RECORDS FOR THIS TASK below:

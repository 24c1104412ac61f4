//! Configuration file loading: $XDG-style global file, best-effort policy.
//!
//! Deserialization failures are never fatal to orchestration: the loader
//! reports them and the caller proceeds with defaults. The resolution core
//! downstream always receives a structurally valid (possibly empty)
//! [`UserConfig`].

use crate::config::{merge_policy, UserConfig};
use crate::error::ConfigError;
use std::path::{Path, PathBuf};
use tracing::warn;

pub struct ConfigLoader;

impl ConfigLoader {
    /// Path to the global config file: `$HOME/.config/bantam/config.toml`.
    pub fn global_config_path() -> Option<PathBuf> {
        std::env::var("HOME").ok().map(|home| {
            PathBuf::from(home)
                .join(".config")
                .join("bantam")
                .join("config.toml")
        })
    }

    /// Load the user configuration from the global config file, if present.
    pub fn load() -> Result<UserConfig, ConfigError> {
        let mut builder = merge_policy::builder_with_defaults()?;
        if let Some(path) = Self::global_config_path() {
            if path.exists() {
                builder = builder.add_source(
                    config::File::from(path)
                        .format(config::FileFormat::Toml)
                        .required(false),
                );
            }
        }
        Ok(builder.build()?.try_deserialize()?)
    }

    /// Load the user configuration from a specific file.
    pub fn load_from_file<P: AsRef<Path>>(path: P) -> Result<UserConfig, ConfigError> {
        let builder = merge_policy::builder_with_defaults()?.add_source(
            config::File::from(path.as_ref().to_path_buf()).format(config::FileFormat::Toml),
        );
        Ok(builder.build()?.try_deserialize()?)
    }

    /// Best-effort load: on any failure, report and fall back to the default
    /// configuration so orchestration proceeds with catalog defaults.
    pub fn load_or_default() -> UserConfig {
        Self::load().unwrap_or_else(|err| {
            warn!(error = %err, "failed to load user configuration, proceeding with defaults");
            UserConfig::default()
        })
    }
}

#[cfg(test)]
mod tests {
    use super::*;
    use std::io::Write;
    use tempfile::NamedTempFile;

    #[test]
    fn load_from_file_parses_full_config() {
        let mut file = NamedTempFile::new().unwrap();
        write!(
            file,
            r#"
defaults = true
key = "/home/dev/.ssh/id_rsa"

[services."mailhog.docker.amazee.io"]
name = "my-mail"
image = "custom/mailhog"
weight = 15

[services."mailhog.docker.amazee.io".port_bindings]
"1025/tcp" = "11025"
"#
        )
        .unwrap();

        let config = ConfigLoader::load_from_file(file.path()).unwrap();
        assert!(config.defaults);
        let services = config.services.unwrap();
        let mail = &services["mailhog.docker.amazee.io"];
        assert_eq!(mail.image, "custom/mailhog");
        assert_eq!(
            mail.port_bindings.as_ref().unwrap()["1025/tcp"],
            "11025".to_string()
        );
    }

    #[test]
    fn load_from_file_seeds_defaults_flag() {
        let mut file = NamedTempFile::new().unwrap();
        write!(file, "key = \"/tmp/key\"").unwrap();

        let config = ConfigLoader::load_from_file(file.path()).unwrap();
        assert!(config.defaults);
        assert_eq!(config.key.as_deref(), Some("/tmp/key"));
    }

    #[test]
    fn load_from_missing_file_errors() {
        assert!(ConfigLoader::load_from_file("/nonexistent/bantam.toml").is_err());
    }

    #[test]
    fn malformed_file_errors_without_panicking() {
        let mut file = NamedTempFile::new().unwrap();
        write!(file, "defaults = [not toml").unwrap();
        assert!(ConfigLoader::load_from_file(file.path()).is_err());
    }
}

End of RECORDS FOR THIS TASK.

(ACTION ITEM)
A complete, exact copy of the entries above is what is wanted.

(ANSWER AREA)
repository 24c1104412ac61f4
//! Configuration file loading: $XDG-style global file, best-effort policy.
//!
//! Deserialization failures are never fatal to orchestration: the loader
//! reports them and the caller proceeds with defaults. The resolution core
//! downstream always receives a structurally valid (possibly empty)
//! [`UserConfig`].

use crate::config::{merge_policy, UserConfig};
use crate::error::ConfigError;
use std::path::{Path, PathBuf};
use tracing::warn;

pub struct ConfigLoader;

impl ConfigLoader {
    /// Path to the global config file: `$HOME/.config/bantam/config.toml`.
    pub fn global_config_path() -> Option<PathBuf> {
        std::env::var("HOME").ok().map(|home| {
            PathBuf::from(home)
                .join(".config")
                .join("bantam")
                .join("config.toml")
        })
    }

    /// Load the user configuration from the global config file, if present.
    pub fn load() -> Result<UserConfig, ConfigError> {
        let mut builder = merge_policy::builder_with_defaults()?;
        if let Some(path) = Self::global_config_path() {
            if path.exists() {
                builder = builder.add_source(
                    config::File::from(path)
                        .format(config::FileFormat::Toml)
                        .required(false),
                );
            }
        }
        Ok(builder.build()?.try_deserialize()?)
    }

    /// Load the user configuration from a specific file.
    pub fn load_from_file<P: AsRef<Path>>(path: P) -> Result<UserConfig, ConfigError> {
        let builder = merge_policy::builder_with_defaults()?.add_source(
            config::File::from(path.as_ref().to_path_buf()).format(config::FileFormat::Toml),
        );
        Ok(builder.build()?.try_deserialize()?)
    }

    /// Best-effort load: on any failure, report and fall back to the default
    /// configuration so orchestration proceeds with catalog defaults.
    pub fn load_or_default() -> UserConfig {
        Self::load().unwrap_or_else(|err| {
            warn!(error = %err, "failed to load user configuration, proceeding with defaults");
            UserConfig::default()
        })
    }
}

#[cfg(test)]
mod tests {
    use super::*;
    use std::io::Write;
    use tempfile::NamedTempFile;

    #[test]
    fn load_from_file_parses_full_config() {
        let mut file = NamedTempFile::new().unwrap();
        write!(
            file,
            r#"
defaults = true
key = "/home/dev/.ssh/id_rsa"

[services."mailhog.docker.amazee.io"]
name = "my-mail"
image = "custom/mailhog"
weight = 15

[services."mailhog.docker.amazee.io".port_bindings]
"1025/tcp" = "11025"
"#
        )
        .unwrap();

        let config = ConfigLoader::load_from_file(file.path()).unwrap();
        assert!(config.defaults);
        let services = config.services.unwrap();
        let mail = &services["mailhog.docker.amazee.io"];
        assert_eq!(mail.image, "custom/mailhog");
        assert_eq!(
            mail.port_bindings.as_ref().unwrap()["1025/tcp"],
            "11025".to_string()
        );
    }

    #[test]
    fn load_from_file_seeds_defaults_flag() {
        let mut file = NamedTempFile::new().unwrap();
        write!(file, "key = \"/tmp/key\"").unwrap();

        let config = ConfigLoader::load_from_file(file.path()).unwrap();
        assert!(config.defaults);
        assert_eq!(config.key.as_deref(), Some("/tmp/key"));
    }

    #[test]
    fn load_from_missing_file_errors() {
        assert!(ConfigLoader::load_from_file("/nonexistent/bantam.toml").is_err());
    }

    #[test]
    fn malformed_file_errors_without_panicking() {
        let mut file = NamedTempFile::new().unwrap();
        write!(file, "defaults = [not toml").unwrap();
        assert!(ConfigLoader::load_from_file(file.path()).is_err());
    }
}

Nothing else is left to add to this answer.